Photo Credit: Jewish Press

Q: I am sixteen and I often find myself extremely angry with my parents and siblings. I can’t really pinpoint anything that makes me angry – but sometimes I just need to escape to my room or else I will explode. Is there something I can do to calm myself? Is this kind of anger normal?

A: First, I want to say that it is great you are asking these questions. Your desire to control your anger shows an emotional maturity that you should be proud of.


Let me start by answering your second question “is this kind of anger normal?” Actually, a lot of teenagers experience anger that often seems wild and explosive. Many doctors and psychologists describe this anger as an integral part of growing up. Adolescence is a time of physical and emotional change – and with that change comes uncertainty. Meanwhile, everything in the house you grew up in remains relatively similar. Therefore, tension arises between the changing teenager and the seemingly unchanged family.

With this in mind, it is easy to see where this anger comes from and why it is indeed normal. As adolescents feel themselves becoming individuals who are separate from their families, they experience conflicting emotions. They love their families, but also see things that they might disagree with. They want to spend time with their parents and siblings like they used to, but they also need much more space in order to grow and develop into their own people. So, yes, this anger is normal – and even healthy – because it indicates that you are growing and developing your own individual persona.

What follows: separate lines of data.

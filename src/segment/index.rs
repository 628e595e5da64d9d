// src/segment/index.rs
//! Per-segment barcode aggregation.

use ahash::AHashMap;
use std::collections::BTreeMap;

use super::{BarcodeIndex, Segment};

/// Ordered map from barcode to the number of read pairs observed for it
/// within one segment.
pub type BarcodeToCount = BTreeMap<BarcodeIndex, u32>;

/// Map from contig segment to its barcode counts.
///
/// Built once per run during the populate phase, then queried read-only
/// during scoring. Mutation goes through `&mut self` and the score phase
/// holds only shared references, so the two phases cannot interleave.
/// Parallel populate builds one of these per worker and reduces them with
/// [`SegmentToBarcode::merge`].
#[derive(Debug, Default)]
pub struct SegmentToBarcode {
    map: AHashMap<Segment, BarcodeToCount>,
}

impl SegmentToBarcode {
    pub fn new() -> Self {
        Self::default()
    }

    /// Record one read pair for `barcode` within `segment`. Creates the
    /// segment's map on first observation; repeated calls accumulate.
    pub fn add_observation(&mut self, segment: &Segment, barcode: BarcodeIndex) {
        self.add_observations(segment, barcode, 1);
    }

    /// Record `read_pairs` observations at once, for records carrying a
    /// multiplicity.
    pub fn add_observations(&mut self, segment: &Segment, barcode: BarcodeIndex, read_pairs: u32) {
        if let Some(counts) = self.map.get_mut(segment) {
            *counts.entry(barcode).or_insert(0) += read_pairs;
        } else {
            // clone the key only when the segment is first seen
            self.map
                .entry(segment.clone())
                .or_default()
                .insert(barcode, read_pairs);
        }
    }

    /// Append the segment's barcodes to `out` in ascending order. A segment
    /// with no observations appends nothing.
    pub fn append_barcodes(&self, segment: &Segment, out: &mut Vec<BarcodeIndex>) {
        if let Some(counts) = self.map.get(segment) {
            out.extend(counts.keys().copied());
        }
    }

    /// Read-pair count for one (segment, barcode) pair; 0 if unseen.
    pub fn read_pairs(&self, segment: &Segment, barcode: BarcodeIndex) -> u32 {
        self.map
            .get(segment)
            .and_then(|counts| counts.get(&barcode))
            .copied()
            .unwrap_or(0)
    }

    /// Barcode counts of one segment, if it has any observations.
    pub fn counts(&self, segment: &Segment) -> Option<&BarcodeToCount> {
        self.map.get(segment)
    }

    /// Number of segments with at least one observation.
    pub fn len(&self) -> usize {
        self.map.len()
    }

    pub fn is_empty(&self) -> bool {
        self.map.is_empty()
    }

    pub fn segments(&self) -> impl Iterator<Item = &Segment> {
        self.map.keys()
    }

    /// Fold another partial index into this one; counts for shared
    /// (segment, barcode) pairs add up. Used to reduce worker-local indexes
    /// after the parallel populate phase.
    pub fn merge(&mut self, other: SegmentToBarcode) {
        for (segment, counts) in other.map {
            match self.map.entry(segment) {
                std::collections::hash_map::Entry::Occupied(mut entry) => {
                    let mine = entry.get_mut();
                    for (barcode, n) in counts {
                        *mine.entry(barcode).or_insert(0) += n;
                    }
                }
                std::collections::hash_map::Entry::Vacant(entry) => {
                    entry.insert(counts);
                }
            }
        }
    }
}

/// Interns barcode strings from input records to dense [`BarcodeIndex`]
/// values.
#[derive(Debug, Default)]
pub struct BarcodeTable {
    indices: AHashMap<String, BarcodeIndex>,
    names: Vec<String>,
}

impl BarcodeTable {
    pub fn new() -> Self {
        Self::default()
    }

    /// Index for `barcode`, assigning the next free one on first sight.
    pub fn intern(&mut self, barcode: &str) -> BarcodeIndex {
        if let Some(&index) = self.indices.get(barcode) {
            return index;
        }
        let index = self.names.len() as BarcodeIndex;
        self.indices.insert(barcode.to_owned(), index);
        self.names.push(barcode.to_owned());
        index
    }

    pub fn name(&self, index: BarcodeIndex) -> Option<&str> {
        self.names.get(index as usize).map(String::as_str)
    }

    pub fn len(&self) -> usize {
        self.names.len()
    }

    pub fn is_empty(&self) -> bool {
        self.names.is_empty()
    }
}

However, just because anger is good and healthy, does not mean you have to express it in a destructive manner. Below are some tips on how to control your anger and turn it into something positive:

Maintain perspective: Separate the true grievances from the petty annoyances. Take a moment to think about whether what’s angering you is truly terrible or simply a passing irritation. This will give you the ability to better deal with the “big” stuff when it comes along.

Time management: Stress definitely contributes to anger. When you are in a rush, you feel like your friends, parents, or siblings are slowing you down and you just have to get away from them. A great way to avoid these feelings is to manage your time effectively. Try not to leave big assignments or studying for the night before they are due. Being sleep-deprived will only make you more likely to snap at those around you.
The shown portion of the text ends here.